- [TASK PROMPT] In the entries below, find the line with "filename tourstop-core/src/invite.rs" and print exactly every line from there up to and including the line with "use chrono_tz::Tz;", with no other lines.

[Source records]
◇ ◇ ◇
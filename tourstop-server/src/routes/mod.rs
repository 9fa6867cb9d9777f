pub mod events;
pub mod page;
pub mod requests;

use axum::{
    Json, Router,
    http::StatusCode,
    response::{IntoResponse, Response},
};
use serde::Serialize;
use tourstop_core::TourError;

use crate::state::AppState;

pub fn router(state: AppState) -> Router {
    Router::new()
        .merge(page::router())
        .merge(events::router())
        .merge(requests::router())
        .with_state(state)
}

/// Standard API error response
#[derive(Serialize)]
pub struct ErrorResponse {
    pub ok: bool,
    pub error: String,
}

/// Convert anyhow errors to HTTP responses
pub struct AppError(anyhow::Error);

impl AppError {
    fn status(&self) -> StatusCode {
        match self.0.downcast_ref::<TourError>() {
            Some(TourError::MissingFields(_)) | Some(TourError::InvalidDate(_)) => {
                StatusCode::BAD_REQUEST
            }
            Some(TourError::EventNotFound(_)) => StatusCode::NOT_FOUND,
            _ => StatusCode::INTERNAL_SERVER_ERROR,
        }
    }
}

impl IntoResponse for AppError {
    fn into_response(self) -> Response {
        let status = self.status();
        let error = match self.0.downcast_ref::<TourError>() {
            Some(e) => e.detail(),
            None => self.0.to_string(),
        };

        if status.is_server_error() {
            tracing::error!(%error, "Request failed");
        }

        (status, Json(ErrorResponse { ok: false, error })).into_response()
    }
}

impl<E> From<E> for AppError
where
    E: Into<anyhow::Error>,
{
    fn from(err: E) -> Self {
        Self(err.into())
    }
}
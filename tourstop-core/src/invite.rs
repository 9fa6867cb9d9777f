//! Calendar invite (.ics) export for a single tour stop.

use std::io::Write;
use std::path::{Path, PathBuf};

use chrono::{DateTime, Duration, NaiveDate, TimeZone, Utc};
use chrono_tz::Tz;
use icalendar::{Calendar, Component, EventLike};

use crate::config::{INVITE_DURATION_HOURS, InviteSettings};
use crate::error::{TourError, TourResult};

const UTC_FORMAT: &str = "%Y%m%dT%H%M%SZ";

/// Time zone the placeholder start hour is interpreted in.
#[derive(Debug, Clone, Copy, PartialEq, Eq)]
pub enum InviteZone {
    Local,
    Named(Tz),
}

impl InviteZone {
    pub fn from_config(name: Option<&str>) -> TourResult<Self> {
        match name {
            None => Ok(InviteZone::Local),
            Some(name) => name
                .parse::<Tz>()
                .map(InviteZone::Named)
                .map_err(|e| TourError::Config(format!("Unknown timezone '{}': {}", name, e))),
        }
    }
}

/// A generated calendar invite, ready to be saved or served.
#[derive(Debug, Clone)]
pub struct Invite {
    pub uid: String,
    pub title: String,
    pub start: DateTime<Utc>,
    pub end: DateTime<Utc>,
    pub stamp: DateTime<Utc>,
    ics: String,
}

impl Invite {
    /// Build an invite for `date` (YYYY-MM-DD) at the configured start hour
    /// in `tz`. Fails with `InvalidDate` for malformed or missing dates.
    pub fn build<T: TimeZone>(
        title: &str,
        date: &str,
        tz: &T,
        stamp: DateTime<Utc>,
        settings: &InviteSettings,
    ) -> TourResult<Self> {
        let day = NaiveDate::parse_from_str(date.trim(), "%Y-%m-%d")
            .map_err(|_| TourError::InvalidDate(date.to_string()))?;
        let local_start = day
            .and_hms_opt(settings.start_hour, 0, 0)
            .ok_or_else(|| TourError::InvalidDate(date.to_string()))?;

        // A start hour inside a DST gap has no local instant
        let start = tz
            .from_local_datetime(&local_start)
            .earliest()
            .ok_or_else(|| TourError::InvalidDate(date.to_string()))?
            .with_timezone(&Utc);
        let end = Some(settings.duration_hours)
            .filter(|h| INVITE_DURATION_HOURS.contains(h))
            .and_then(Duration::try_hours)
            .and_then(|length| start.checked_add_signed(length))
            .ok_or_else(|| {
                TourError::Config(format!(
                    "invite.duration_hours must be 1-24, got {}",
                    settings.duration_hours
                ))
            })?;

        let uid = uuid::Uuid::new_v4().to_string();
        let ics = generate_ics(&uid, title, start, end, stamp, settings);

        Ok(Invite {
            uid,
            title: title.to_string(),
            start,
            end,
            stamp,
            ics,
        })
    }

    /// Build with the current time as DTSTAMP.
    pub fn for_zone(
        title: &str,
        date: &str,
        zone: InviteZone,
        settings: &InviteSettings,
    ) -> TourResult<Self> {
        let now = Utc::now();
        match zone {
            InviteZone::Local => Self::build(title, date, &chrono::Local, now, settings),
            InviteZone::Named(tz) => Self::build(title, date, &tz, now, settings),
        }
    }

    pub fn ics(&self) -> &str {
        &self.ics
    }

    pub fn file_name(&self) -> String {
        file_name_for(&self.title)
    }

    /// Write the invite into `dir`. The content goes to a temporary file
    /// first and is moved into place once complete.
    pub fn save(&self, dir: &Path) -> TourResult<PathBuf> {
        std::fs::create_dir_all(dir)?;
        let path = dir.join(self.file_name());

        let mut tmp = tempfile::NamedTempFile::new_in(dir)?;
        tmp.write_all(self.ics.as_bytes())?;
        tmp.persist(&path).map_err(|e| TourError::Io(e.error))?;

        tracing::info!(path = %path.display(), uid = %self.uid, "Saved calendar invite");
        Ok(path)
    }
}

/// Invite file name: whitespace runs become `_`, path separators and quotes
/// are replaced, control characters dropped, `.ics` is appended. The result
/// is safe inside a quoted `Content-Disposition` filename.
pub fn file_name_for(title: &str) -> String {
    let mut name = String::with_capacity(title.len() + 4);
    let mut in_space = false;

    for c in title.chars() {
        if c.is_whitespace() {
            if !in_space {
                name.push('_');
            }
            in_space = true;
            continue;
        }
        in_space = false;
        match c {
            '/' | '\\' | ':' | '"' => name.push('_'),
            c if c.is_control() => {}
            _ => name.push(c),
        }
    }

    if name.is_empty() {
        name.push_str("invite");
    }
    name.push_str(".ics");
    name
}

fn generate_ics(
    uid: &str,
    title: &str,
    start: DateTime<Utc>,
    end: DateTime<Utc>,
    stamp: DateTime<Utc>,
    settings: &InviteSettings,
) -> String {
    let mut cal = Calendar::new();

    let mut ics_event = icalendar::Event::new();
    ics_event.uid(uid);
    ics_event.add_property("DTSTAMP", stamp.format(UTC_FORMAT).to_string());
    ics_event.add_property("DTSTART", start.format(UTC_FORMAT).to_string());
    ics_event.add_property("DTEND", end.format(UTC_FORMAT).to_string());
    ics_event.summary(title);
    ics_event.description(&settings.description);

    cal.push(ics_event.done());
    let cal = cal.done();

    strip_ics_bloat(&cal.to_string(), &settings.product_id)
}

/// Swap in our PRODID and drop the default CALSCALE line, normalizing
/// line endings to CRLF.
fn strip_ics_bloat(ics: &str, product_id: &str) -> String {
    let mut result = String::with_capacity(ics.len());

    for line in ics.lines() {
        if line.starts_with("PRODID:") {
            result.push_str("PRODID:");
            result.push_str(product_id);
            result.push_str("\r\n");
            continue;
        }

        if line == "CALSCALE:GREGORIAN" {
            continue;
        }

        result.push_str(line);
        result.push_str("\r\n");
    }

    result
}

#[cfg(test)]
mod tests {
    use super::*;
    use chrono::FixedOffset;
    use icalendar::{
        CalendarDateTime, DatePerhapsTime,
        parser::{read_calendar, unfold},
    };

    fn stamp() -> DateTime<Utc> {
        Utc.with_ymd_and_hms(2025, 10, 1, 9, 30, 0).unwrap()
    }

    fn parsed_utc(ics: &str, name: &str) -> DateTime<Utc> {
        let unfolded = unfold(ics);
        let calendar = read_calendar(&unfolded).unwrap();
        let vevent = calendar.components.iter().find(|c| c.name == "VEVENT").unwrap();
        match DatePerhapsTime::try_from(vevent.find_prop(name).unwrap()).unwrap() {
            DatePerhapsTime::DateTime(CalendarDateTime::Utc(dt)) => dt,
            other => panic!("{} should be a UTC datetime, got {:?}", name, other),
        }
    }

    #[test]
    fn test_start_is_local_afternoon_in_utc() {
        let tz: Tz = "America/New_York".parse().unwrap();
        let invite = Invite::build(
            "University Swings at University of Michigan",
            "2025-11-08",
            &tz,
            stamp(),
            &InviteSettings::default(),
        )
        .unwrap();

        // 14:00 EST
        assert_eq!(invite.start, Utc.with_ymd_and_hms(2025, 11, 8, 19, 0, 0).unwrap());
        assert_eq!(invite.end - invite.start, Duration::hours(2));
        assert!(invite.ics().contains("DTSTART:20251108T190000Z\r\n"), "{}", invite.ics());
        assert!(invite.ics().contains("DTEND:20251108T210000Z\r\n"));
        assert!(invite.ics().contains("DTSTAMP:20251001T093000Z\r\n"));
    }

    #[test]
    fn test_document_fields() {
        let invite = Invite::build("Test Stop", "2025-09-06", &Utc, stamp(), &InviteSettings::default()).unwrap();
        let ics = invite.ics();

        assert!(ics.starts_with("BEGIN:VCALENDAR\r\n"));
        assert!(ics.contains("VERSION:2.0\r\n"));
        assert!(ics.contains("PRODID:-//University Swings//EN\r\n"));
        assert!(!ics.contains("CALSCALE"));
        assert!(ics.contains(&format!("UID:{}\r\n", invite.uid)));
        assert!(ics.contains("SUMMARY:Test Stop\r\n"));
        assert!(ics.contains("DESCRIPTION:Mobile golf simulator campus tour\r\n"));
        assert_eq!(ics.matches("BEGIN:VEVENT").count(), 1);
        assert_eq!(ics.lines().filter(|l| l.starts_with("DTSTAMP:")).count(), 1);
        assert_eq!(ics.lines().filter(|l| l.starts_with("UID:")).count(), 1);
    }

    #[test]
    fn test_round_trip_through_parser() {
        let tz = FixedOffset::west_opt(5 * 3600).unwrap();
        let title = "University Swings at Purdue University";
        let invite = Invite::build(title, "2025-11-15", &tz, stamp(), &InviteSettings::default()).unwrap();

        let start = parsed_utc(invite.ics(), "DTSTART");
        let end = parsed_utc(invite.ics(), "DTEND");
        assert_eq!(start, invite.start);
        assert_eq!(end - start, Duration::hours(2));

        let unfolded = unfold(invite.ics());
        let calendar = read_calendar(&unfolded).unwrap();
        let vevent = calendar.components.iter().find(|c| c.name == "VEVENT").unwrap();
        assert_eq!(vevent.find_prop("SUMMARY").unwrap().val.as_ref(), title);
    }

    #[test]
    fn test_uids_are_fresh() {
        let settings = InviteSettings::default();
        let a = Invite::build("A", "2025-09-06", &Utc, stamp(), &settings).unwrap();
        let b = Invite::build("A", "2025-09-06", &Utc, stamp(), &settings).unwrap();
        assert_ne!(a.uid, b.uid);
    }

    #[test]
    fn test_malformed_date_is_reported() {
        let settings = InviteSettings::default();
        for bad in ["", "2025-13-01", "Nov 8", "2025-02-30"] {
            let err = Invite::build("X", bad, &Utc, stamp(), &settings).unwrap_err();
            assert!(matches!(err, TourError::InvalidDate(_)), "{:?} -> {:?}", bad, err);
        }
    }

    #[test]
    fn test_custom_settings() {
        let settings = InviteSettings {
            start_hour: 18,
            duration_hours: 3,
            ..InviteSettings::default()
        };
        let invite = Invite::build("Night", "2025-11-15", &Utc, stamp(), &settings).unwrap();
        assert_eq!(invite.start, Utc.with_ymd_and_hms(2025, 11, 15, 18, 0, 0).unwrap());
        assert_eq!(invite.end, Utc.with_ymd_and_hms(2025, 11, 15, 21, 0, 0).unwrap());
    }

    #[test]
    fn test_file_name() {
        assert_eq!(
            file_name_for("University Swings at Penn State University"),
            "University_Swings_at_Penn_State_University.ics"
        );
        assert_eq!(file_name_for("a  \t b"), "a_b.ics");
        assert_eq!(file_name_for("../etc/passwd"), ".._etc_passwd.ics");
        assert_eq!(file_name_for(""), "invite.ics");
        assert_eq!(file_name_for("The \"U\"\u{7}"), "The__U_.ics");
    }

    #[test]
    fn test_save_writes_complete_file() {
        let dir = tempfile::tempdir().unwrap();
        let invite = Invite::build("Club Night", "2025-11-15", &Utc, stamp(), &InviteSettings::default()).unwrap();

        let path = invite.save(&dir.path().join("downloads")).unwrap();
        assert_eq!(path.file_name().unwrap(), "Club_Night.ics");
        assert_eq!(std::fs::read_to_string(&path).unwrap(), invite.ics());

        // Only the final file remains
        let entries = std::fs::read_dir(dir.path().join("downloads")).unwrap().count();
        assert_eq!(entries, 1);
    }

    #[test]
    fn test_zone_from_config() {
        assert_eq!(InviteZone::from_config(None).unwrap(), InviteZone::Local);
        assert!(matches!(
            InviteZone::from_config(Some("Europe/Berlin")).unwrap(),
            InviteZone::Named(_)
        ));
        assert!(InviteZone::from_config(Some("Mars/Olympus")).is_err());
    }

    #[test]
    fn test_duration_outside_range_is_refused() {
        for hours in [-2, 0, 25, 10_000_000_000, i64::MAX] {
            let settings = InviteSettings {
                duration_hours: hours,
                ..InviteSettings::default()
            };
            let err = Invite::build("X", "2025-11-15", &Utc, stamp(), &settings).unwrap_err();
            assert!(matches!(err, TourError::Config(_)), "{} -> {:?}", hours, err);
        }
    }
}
◇ ◇ ◇
- [REPLY TO THE TASK]
filename tourstop-core/src/invite.rs
repository 9fa6867cb9d9777f
//! Calendar invite (.ics) export for a single tour stop.

use std::io::Write;
use std::path::{Path, PathBuf};

use chrono::{DateTime, Duration, NaiveDate, TimeZone, Utc};
use chrono_tz::Tz;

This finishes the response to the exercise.